Ela é evangélica, eu a conheço. Apesar de não ter terminado a frase,
ela assumiu que eu a entendi, no que ela estava certa. A relação entre a
epidemia atual e as pragas bíblicas têm circulado por toda parte. A
expectativa apocalíptica é um traço das três religiões abraâmicas, o
judaísmo, o cristianismo e o islamismo. A interpretação dos fatos da
vida à luz de significados sobrenaturais é comum, provavelmente, a todo o
sistema religioso.
Não é esse tipo, explicitamente religioso, que julgo mais pernicioso
neste momento. O gozo psicológico secular (não religioso) com o horror
me preocupa muito mais —o apocalíptico sem Deus. Inclusive porque este
é, na verdade, uma forma disfarçada de fundamentalismo do terror,
travestido de sujeito informado cientificamente e preocupado com o
combate à tragédia. Seu gozo secreto é ver as pessoas tomadas pelo
pânico em que ele sempre viveu.
Insisto na sabedoria trágica. Diante da tragédia absoluta, como dizia
George Steiner, morto recentemente, só a piedade, a coragem e a
humildade importam. O pessimismo diante do trágico é uma deformação do
caráter. O otimismo também pede sua medida —fora do trágico, ele tende,
muitas vezes, à banalidade.
Existem pessoas que gozam com a perspectiva da destruição do mundo
(mesmo que seja, pelo menos, social e cotidiano). Sua estrutura
psicológica é semelhante à da personagem Justine do clássico filme
“Melancolia” de Lars von Trier —à medida que fica claro, no filme, que o
mundo vai acabar, ela sai da sua terrível depressão.
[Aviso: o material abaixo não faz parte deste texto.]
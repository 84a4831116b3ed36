//! Beacon Core - values and records for the beacon registry
//!
//! This crate provides the data side of the registry:
//! - Dynamic value types (`Value`, `ValueMap`)
//! - The `Bean` capability every stored record implements
//! - `Instance`, the shared immutable handle to a stored record
//! - Property-level diffing (`PropertyChange`, `diff_instances`)
//!
//! beacon-core does not know about hubs, snapshots or transactions; those
//! live in `beacon-hub`.

mod bean;
mod diff;
mod value;

pub use bean::{Bean, Instance, SCALAR_PROPERTY};
pub use diff::{diff_instances, diff_properties, PropertyChange};
pub use indexmap::IndexMap;
pub use value::{Value, ValueMap};
//! Error types for beacon-journal

use thiserror::Error;

/// Journal error type
#[derive(Debug, Error)]
pub enum Error {
    /// Export error
    #[error("Export error: {0}")]
    ExportError(String),

    /// IO error
    #[error("IO error: {0}")]
    Io(#[from] std::io::Error),

    /// Serialization error
    #[error("Serialization error: {0}")]
    Serialization(String),
}

/// Result type for journal operations
pub type Result<T> = std::result::Result<T, Error>;
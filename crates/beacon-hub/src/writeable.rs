//! WriteableDatabase - copy-on-write transaction over a published snapshot
//!
//! A transaction captures the hub's current [`Database`] and stages edits in
//! a small overlay keyed by type name. Types it never touches are read
//! straight from the base snapshot. Every successful staging call appends to
//! an ordered change log, which becomes the batch listeners receive on
//! commit.
//!
//! Staging needs no synchronization: a transaction is owned by one caller
//! and only the commit talks to the hub. `commit` consumes the transaction,
//! so a transaction can never be committed twice.

use crate::change::{ChangeCategory, StagedChange};
use crate::commit::CommitResult;
use crate::error::{Error, Result};
use crate::hub::Hub;
use crate::snapshot::Database;
use crate::types::Type;
use crate::writeable_type::{TypeOverlay, WriteableType};
use beacon_core::{IndexMap, Instance};
use indexmap::map::Entry;
use std::sync::Arc;
use std::time::Duration;
use tracing::trace;

/// Everything a commit needs from a transaction
#[derive(Debug)]
pub(crate) struct StagedTransaction {
    pub base: Arc<Database>,
    /// Touched types by name; a removed type keeps its slot, flagged
    pub slots: IndexMap<String, TypeOverlay>,
    /// Frozen state per type incarnation, filled at removal or commit
    pub generations: Vec<Option<Arc<Type>>>,
    pub log: Vec<StagedChange>,
}

impl StagedTransaction {
    fn contains_type(&self, name: &str) -> bool {
        match self.slots.get(name) {
            Some(overlay) => !overlay.is_removed(),
            None => self.base.contains_type(name),
        }
    }

    /// The live overlay for `name`
    ///
    /// A visible type gets its existing overlay, or a fresh copy-on-write
    /// overlay over the base type. A type that is not visible is created
    /// and an `AddType` change is logged.
    fn live_overlay(&mut self, name: &str) -> WriteableType<'_> {
        let generation = self.generations.len();
        let StagedTransaction {
            base,
            slots,
            generations,
            log,
        } = self;

        let overlay = match slots.entry(name.to_string()) {
            Entry::Occupied(entry) if !entry.get().is_removed() => entry.into_mut(),
            Entry::Occupied(mut entry) => {
                generations.push(None);
                log.push(StagedChange::type_level(
                    ChangeCategory::AddType,
                    name,
                    generation,
                ));
                entry.insert(TypeOverlay::created(name, generation));
                entry.into_mut()
            }
            Entry::Vacant(entry) => {
                generations.push(None);
                let overlay = match base.get_type(name) {
                    Some(seed) => TypeOverlay::seeded(Arc::clone(seed), generation),
                    None => {
                        log.push(StagedChange::type_level(
                            ChangeCategory::AddType,
                            name,
                            generation,
                        ));
                        TypeOverlay::created(name, generation)
                    }
                };
                entry.insert(overlay)
            }
        };

        WriteableType::new(overlay, log)
    }
}

/// A mutable staging copy of the registry
///
/// # Example
///
/// ```
/// use beacon_hub::{Hub, Value};
///
/// let hub = Hub::new();
///
/// let mut txn = hub.writeable_database_copy();
/// let mut servers = txn.add_type("Server").unwrap();
/// servers.add_instance("alpha", Value::from("10.0.0.1")).unwrap();
///
/// // Staged edits are visible to the transaction, not to the hub
/// assert!(txn.get_instance("Server", "alpha").is_some());
/// assert!(hub.current_database().get_type("Server").is_none());
///
/// txn.commit().unwrap();
/// assert!(hub.current_database().get_instance("Server", "alpha").is_some());
/// ```
pub struct WriteableDatabase {
    hub: Hub,
    staged: StagedTransaction,
}

impl WriteableDatabase {
    pub(crate) fn new(hub: Hub, base: Arc<Database>) -> Self {
        Self {
            hub,
            staged: StagedTransaction {
                base,
                slots: IndexMap::new(),
                generations: Vec::new(),
                log: Vec::new(),
            },
        }
    }

    /// The snapshot this transaction was copied from
    pub fn base(&self) -> &Arc<Database> {
        &self.staged.base
    }

    /// Revision of the snapshot this transaction was copied from
    pub fn base_revision(&self) -> u64 {
        self.staged.base.revision()
    }

    /// Number of changes staged so far
    pub fn change_count(&self) -> usize {
        self.staged.log.len()
    }

    /// Check if a type is visible to this transaction
    pub fn contains_type(&self, name: &str) -> bool {
        self.staged.contains_type(name)
    }

    /// Names of all types visible to this transaction
    pub fn type_names(&self) -> Vec<String> {
        let base = &self.staged.base;
        let mut names: Vec<String> = base
            .type_names()
            .filter(|name| self.contains_type(name))
            .map(str::to_string)
            .collect();
        for (name, overlay) in &self.staged.slots {
            if !overlay.is_removed() && !base.contains_type(name) {
                names.push(name.clone());
            }
        }
        names
    }

    /// Look up one instance in the merged view
    pub fn get_instance(&self, type_name: &str, key: &str) -> Option<Instance> {
        match self.staged.slots.get(type_name) {
            Some(overlay) if overlay.is_removed() => None,
            Some(overlay) => overlay.get(key).cloned(),
            None => self.staged.base.get_instance(type_name, key).cloned(),
        }
    }

    /// Create a new, empty type
    ///
    /// Records an `AddType` change immediately. Fails with
    /// [`Error::TypeAlreadyExists`] if the type is already visible.
    pub fn add_type(&mut self, name: &str) -> Result<WriteableType<'_>> {
        if self.contains_type(name) {
            return Err(Error::TypeAlreadyExists(name.to_string()));
        }
        trace!(type_name = name, "staging type add");
        Ok(self.staged.live_overlay(name))
    }

    /// Remove a type and all of its instances
    ///
    /// Records a `RemoveType` change and returns the type's last staged
    /// state. Fails with [`Error::TypeNotFound`] if the type is not visible.
    pub fn remove_type(&mut self, name: &str) -> Result<Arc<Type>> {
        if !self.contains_type(name) {
            return Err(Error::TypeNotFound(name.to_string()));
        }
        if !self.staged.slots.contains_key(name) {
            self.staged.live_overlay(name);
        }

        let (generation, removed) = match self.staged.slots.get_mut(name) {
            Some(overlay) => {
                overlay.mark_removed();
                (overlay.generation(), overlay.finalize())
            }
            None => return Err(Error::TypeNotFound(name.to_string())),
        };

        trace!(type_name = name, instances = removed.len(), "staging type remove");
        self.staged.generations[generation] = Some(Arc::clone(&removed));
        self.staged.log.push(StagedChange::type_level(
            ChangeCategory::RemoveType,
            name,
            generation,
        ));
        Ok(removed)
    }

    /// Get a writeable view of a visible type
    ///
    /// Returns `None` if the type is not visible. Never creates a type and
    /// never records a change; a view over a type from the base snapshot
    /// shares the base instances until one of them is edited.
    pub fn get_writeable_type(&mut self, name: &str) -> Option<WriteableType<'_>> {
        if !self.contains_type(name) {
            return None;
        }
        Some(self.staged.live_overlay(name))
    }

    /// Get a writeable view of a type, creating the type if it is not visible
    ///
    /// Creating the type records an `AddType` change.
    pub fn find_or_add_writeable_type(&mut self, name: &str) -> WriteableType<'_> {
        if !self.contains_type(name) {
            trace!(type_name = name, "staging type add");
        }
        self.staged.live_overlay(name)
    }

    /// Commit the staged changes to the hub this transaction came from
    ///
    /// Uses the hub's configured commit timeout, if any. See
    /// [`Hub`](crate::Hub) for the commit protocol.
    pub fn commit(self) -> Result<CommitResult> {
        let timeout = self.hub.config().commit_timeout();
        self.hub.commit_staged(self.staged, timeout)
    }

    /// Commit, giving up with [`Error::CommitTimedOut`] if the commit lock
    /// cannot be acquired within `timeout`
    ///
    /// The timeout bounds only the wait for the lock. Once acquired, the
    /// commit publishes and notifies listeners before returning `Ok`, however
    /// long that takes.
    pub fn commit_with_timeout(self, timeout: Duration) -> Result<CommitResult> {
        self.hub.commit_staged(self.staged, Some(timeout))
    }
}

impl std::fmt::Debug for WriteableDatabase {
    fn fmt(&self, f: &mut std::fmt::Formatter<'_>) -> std::fmt::Result {
        f.debug_struct("WriteableDatabase")
            .field("base_revision", &self.base_revision())
            .field("touched_types", &self.staged.slots.len())
            .field("changes", &self.staged.log.len())
            .finish()
    }
}
//! Export journal data to various formats

use crate::journal::{Journal, JournalEntry, JournalStats};
use crate::{Error, Result};
use serde::Serialize;
use std::io::Write;

/// Export format
#[derive(Debug, Clone, Copy, PartialEq, Eq)]
pub enum ExportFormat {
    /// RON format (Rust Object Notation)
    Ron,
    /// JSON format (requires serde_json feature)
    Json,
    /// Human-readable text format
    Text,
}

/// Exporter for journal data
///
/// Like [`Auditor`](crate::Auditor), it works on a copy of the journal taken
/// at construction.
pub struct Exporter {
    stats: JournalStats,
    entries: Vec<JournalEntry>,
}

impl Exporter {
    /// Create a new exporter
    pub fn new(journal: &Journal) -> Self {
        Self {
            stats: journal.stats(),
            entries: journal.entries(),
        }
    }

    /// Export to a string in the specified format
    pub fn export(&self, format: ExportFormat) -> Result<String> {
        match format {
            ExportFormat::Ron => self.to_ron(),
            ExportFormat::Json => self.to_json(),
            ExportFormat::Text => Ok(self.to_text()),
        }
    }

    /// Export to a writer
    pub fn export_to<W: Write>(&self, writer: &mut W, format: ExportFormat) -> Result<()> {
        let content = self.export(format)?;
        writer.write_all(content.as_bytes())?;
        Ok(())
    }

    /// Export to RON format
    pub fn to_ron(&self) -> Result<String> {
        ron::ser::to_string_pretty(&self.export_data(), ron::ser::PrettyConfig::default())
            .map_err(|e| Error::Serialization(e.to_string()))
    }

    /// Export to JSON format
    #[cfg(feature = "serde_json")]
    pub fn to_json(&self) -> Result<String> {
        serde_json::to_string_pretty(&self.export_data())
            .map_err(|e| Error::Serialization(e.to_string()))
    }

    #[cfg(not(feature = "serde_json"))]
    pub fn to_json(&self) -> Result<String> {
        Err(Error::ExportError(
            "JSON export requires the 'serde_json' feature".to_string(),
        ))
    }

    /// Export to human-readable text format
    pub fn to_text(&self) -> String {
        let mut output = String::new();

        output.push_str("=== Journal Export ===\n\n");
        output.push_str(&format!("Batches: {}\n", self.stats.total_entries));
        output.push_str(&format!("Changes: {}\n", self.stats.change_count));

        if let (Some(first), Some(last)) = (self.stats.first_sequence, self.stats.last_sequence) {
            output.push_str(&format!("Sequence range: {} - {}\n", first, last));
        }

        output.push_str("\n=== Entries ===\n");

        for entry in &self.entries {
            output.push_str(&format!(
                "\n--- Batch {} at {} ---\n",
                entry.sequence,
                entry.recorded_at.to_rfc3339()
            ));

            for record in &entry.changes {
                let key = record
                    .instance_key
                    .as_ref()
                    .map(|k| format!(" [{}]", k))
                    .unwrap_or_default();
                output.push_str(&format!("  {} {}{}\n", record.category, record.type_name, key));

                if let Some(properties) = &record.modified_properties {
                    for change in properties {
                        output.push_str(&format!(
                            "      {}: {} -> {}\n",
                            change.name, change.old_value, change.new_value
                        ));
                    }
                }
            }
        }

        output
    }

    fn export_data(&self) -> ExportData<'_> {
        ExportData {
            version: 1,
            stats: &self.stats,
            entries: &self.entries,
        }
    }
}

/// Data structure for full journal export
#[derive(Debug, Serialize)]
struct ExportData<'a> {
    version: u32,
    stats: &'a JournalStats,
    entries: &'a [JournalEntry],
}
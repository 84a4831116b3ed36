//! Stored instance values
//!
//! Anything kept in the registry implements [`Bean`]: it exposes its declared
//! field set as a [`ValueMap`] so the registry can diff two versions of a
//! record property by property, and it can be downcast back to its concrete
//! type by readers that know what they stored.
//!
//! [`Instance`] is the immutable, cheaply clonable handle the registry hands
//! out. Cloning an instance never copies the underlying record.

use crate::value::maps_structurally_equal;
use crate::{Value, ValueMap};
use std::any::Any;
use std::fmt;
use std::sync::Arc;

/// Property name used when a non-map [`Value`] is stored as an instance
pub const SCALAR_PROPERTY: &str = "value";

/// A record that can be stored in the registry
///
/// # Example
///
/// ```
/// use beacon_core::{Bean, Instance, Value, ValueMap};
/// use std::any::Any;
///
/// #[derive(Debug)]
/// struct Endpoint {
///     host: String,
///     port: i64,
/// }
///
/// impl Bean for Endpoint {
///     fn properties(&self) -> ValueMap {
///         let mut props = ValueMap::new();
///         props.insert("host".to_string(), Value::from(self.host.as_str()));
///         props.insert("port".to_string(), Value::from(self.port));
///         props
///     }
///
///     fn as_any(&self) -> &dyn Any {
///         self
///     }
/// }
///
/// let instance = Instance::new(Endpoint { host: "localhost".into(), port: 8080 });
/// assert_eq!(instance.property("port"), Some(Value::Int(8080)));
/// assert_eq!(instance.downcast_ref::<Endpoint>().map(|e| e.port), Some(8080));
/// ```
pub trait Bean: fmt::Debug + Send + Sync + 'static {
    /// The declared field set, in a stable order
    fn properties(&self) -> ValueMap;

    /// Upcast for downcasting to the concrete record type
    fn as_any(&self) -> &dyn Any;
}

impl Bean for ValueMap {
    fn properties(&self) -> ValueMap {
        self.clone()
    }

    fn as_any(&self) -> &dyn Any {
        self
    }
}

impl Bean for Value {
    /// A map exposes its entries; any other value is a single
    /// [`SCALAR_PROPERTY`] field.
    fn properties(&self) -> ValueMap {
        match self {
            Value::Map(map) => map.clone(),
            other => {
                let mut props = ValueMap::new();
                props.insert(SCALAR_PROPERTY.to_string(), other.clone());
                props
            }
        }
    }

    fn as_any(&self) -> &dyn Any {
        self
    }
}

/// Immutable shared handle to a stored record
#[derive(Clone)]
pub struct Instance(Arc<dyn Bean>);

impl Instance {
    /// Wrap a record
    pub fn new(bean: impl Bean) -> Self {
        Self(Arc::new(bean))
    }

    /// Wrap an already shared record
    pub fn from_arc(bean: Arc<dyn Bean>) -> Self {
        Self(bean)
    }

    /// The record's declared field set
    pub fn properties(&self) -> ValueMap {
        self.0.properties()
    }

    /// A single property, if the record declares it
    pub fn property(&self, name: &str) -> Option<Value> {
        self.0.properties().shift_remove(name)
    }

    /// Borrow the record as its concrete type
    pub fn downcast_ref<T: Bean>(&self) -> Option<&T> {
        self.0.as_any().downcast_ref::<T>()
    }

    /// Borrow the record as a trait object
    pub fn bean(&self) -> &dyn Bean {
        self.0.as_ref()
    }

    /// Whether both handles point at the same record
    pub fn ptr_eq(&self, other: &Instance) -> bool {
        Arc::ptr_eq(&self.0, &other.0)
    }
}

impl fmt::Debug for Instance {
    fn fmt(&self, f: &mut fmt::Formatter<'_>) -> fmt::Result {
        fmt::Debug::fmt(&self.0, f)
    }
}

/// Same record, or structurally equal property sets
impl PartialEq for Instance {
    fn eq(&self, other: &Self) -> bool {
        self.ptr_eq(other) || maps_structurally_equal(&self.properties(), &other.properties())
    }
}

impl<T: Bean> From<T> for Instance {
    fn from(bean: T) -> Self {
        Instance::new(bean)
    }
}

impl From<Arc<dyn Bean>> for Instance {
    fn from(bean: Arc<dyn Bean>) -> Self {
        Instance::from_arc(bean)
    }
}
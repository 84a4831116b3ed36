//! Hub - owner of the current snapshot and the commit protocol
//!
//! A hub publishes one immutable [`Database`] at a time. Readers load it
//! without locking; writers stage edits in a [`WriteableDatabase`] and commit
//! them back through the hub, which serializes commits, swaps in the new
//! snapshot and notifies listeners.
//!
//! ## Commit protocol
//!
//! 1. A commit issued from a listener while this hub is dispatching fails
//!    with [`Error::ReentrantCommit`]
//! 2. A transaction with no staged changes returns at once; nothing is
//!    published and no listener is called
//! 3. The commit lock is acquired, bounded by the timeout if one applies
//! 4. A transaction built on an older revision is handled per
//!    [`StaleCommitPolicy`]
//! 5. The new snapshot is built at revision + 1
//! 6. It is published with a single pointer swap
//! 7. The ordered change batch is delivered to every registered listener,
//!    on the committing thread, in registration order
//! 8. The lock is released
//!
//! Once step 5 starts the commit cannot fail.

use crate::commit::{build_database, resolve_changes, CommitResult};
use crate::config::{HubConfig, StaleCommitPolicy};
use crate::error::{Error, Result};
use crate::listener::{DatabaseListener, ListenerId, ListenerRegistry};
use crate::snapshot::Database;
use crate::writeable::{StagedTransaction, WriteableDatabase};
use arc_swap::ArcSwap;
use parking_lot::Mutex;
use std::sync::Arc;
use std::thread::{self, ThreadId};
use std::time::Duration;
use tracing::{debug, warn};
//! Type - an immutable, named collection of keyed instances

use beacon_core::{IndexMap, Instance};

/// An immutable set of instances published under one type name
///
/// Types are only ever created by the commit protocol (or by seeding a hub)
/// and shared through `Arc<Type>`; an instance set is never mutated after
/// publication. A type may hold zero instances.
#[derive(Debug, Clone)]
pub struct Type {
    name: String,
    instances: IndexMap<String, Instance>,
}

impl Type {
    /// Create an empty type
    pub fn new(name: impl Into<String>) -> Self {
        Self {
            name: name.into(),
            instances: IndexMap::new(),
        }
    }

    /// Create a type holding the given instances
    pub fn with_instances(name: impl Into<String>, instances: IndexMap<String, Instance>) -> Self {
        Self {
            name: name.into(),
            instances,
        }
    }

    /// Type name
    pub fn name(&self) -> &str {
        &self.name
    }

    /// Look up one instance
    pub fn get_instance(&self, key: &str) -> Option<&Instance> {
        self.instances.get(key)
    }

    /// All instances, in insertion order
    pub fn instances(&self) -> &IndexMap<String, Instance> {
        &self.instances
    }

    /// Instance keys, in insertion order
    pub fn keys(&self) -> impl Iterator<Item = &str> {
        self.instances.keys().map(String::as_str)
    }

    /// Check if an instance exists
    pub fn contains_instance(&self, key: &str) -> bool {
        self.instances.contains_key(key)
    }

    /// Number of instances
    pub fn len(&self) -> usize {
        self.instances.len()
    }

    /// Whether the type holds no instances
    pub fn is_empty(&self) -> bool {
        self.instances.is_empty()
    }
}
Por quê? Porque para ela o mundo psiquicamente já tinha acabado. A
destruição do mundo era a prova que ela precisava de que tudo estava à
beira do abismo. Sua melancolia agora era um dado objetivo e não
subjetivo. Ela sempre estivera certa, e quem tinha fé na vida sempre
fora um idiota.
Quer um exemplo de gozo apocalíptico? Gente que adora dizer “a
quarentena vai durar até junho”. Quem fala isso normalmente tem um
sorriso cruel entre os dentes. Muitas vezes, é um deprimido disfarçado
que quer descontar em cima dos outros seu profundo desgosto pela vida.
Um Iago à procura de seu Otelo e de sua Desdemôna.
Deixemos claro uma coisa: não há dúvidas epidemiológicas sobre a
necessidade de atrasar o contágio e, portanto, o distanciamento social
neste momento. Mas há, sim, um debate acirrado que associa epidemiologia
e epistemologia (grosso modo, teoria da ciência) acerca da validade de
uma longa e desorganizada quarentena. E isso nada tem a ver com os
delírios do Bolsonaro. Qual é o debate?
Após um certo número de dias, as pessoas surtariam em suas casas,
pressionando o sistema de saúde com todo tipo de desordem, não só
infecciosa. Além da suspeita que apareceu mesmo entre os chineses de
que, depois de um certo número de dias, o contágio poderia se dar entre
as próprias pessoas fechadas em casa.
Por exemplo, zerar os casos não importados para terminar a quarentena
pode provocar um segundo tempo de epidemia (tema de preocupação na
China hoje), porque o que torna o vírus “domesticado” não é ficar
fechado em casa, mas uma imunidade de rebanho. É o sistema imunológico
humano que debela o vírus. Tornamo-nos imunes a ele em grande medida
pagando um alto preço.
Outro problema é a desordem social, de saúde e psicológica acarretada
pela destruição atroz da economia. Pobreza, desespero, escassez (aliás,
temas da economia) rivalizariam com a epidemia na geração de
sofrimento.
A variável de risco na epidemia não é só a contaminação pelo vírus,
mas as consequências das medidas epidemiológicas usadas contra a
epidemia, quando estas assumem escala que tende ao caos social.
Portanto, mantenha-se a uns metros de distância de pessoas que gozam
com a ideia de uma quarentena infinita. Isso não pode acontecer. Aquelas
que falam para você o tempo todo que não há esperança. O gozo com a
epidemia é a vingança dos medíocres.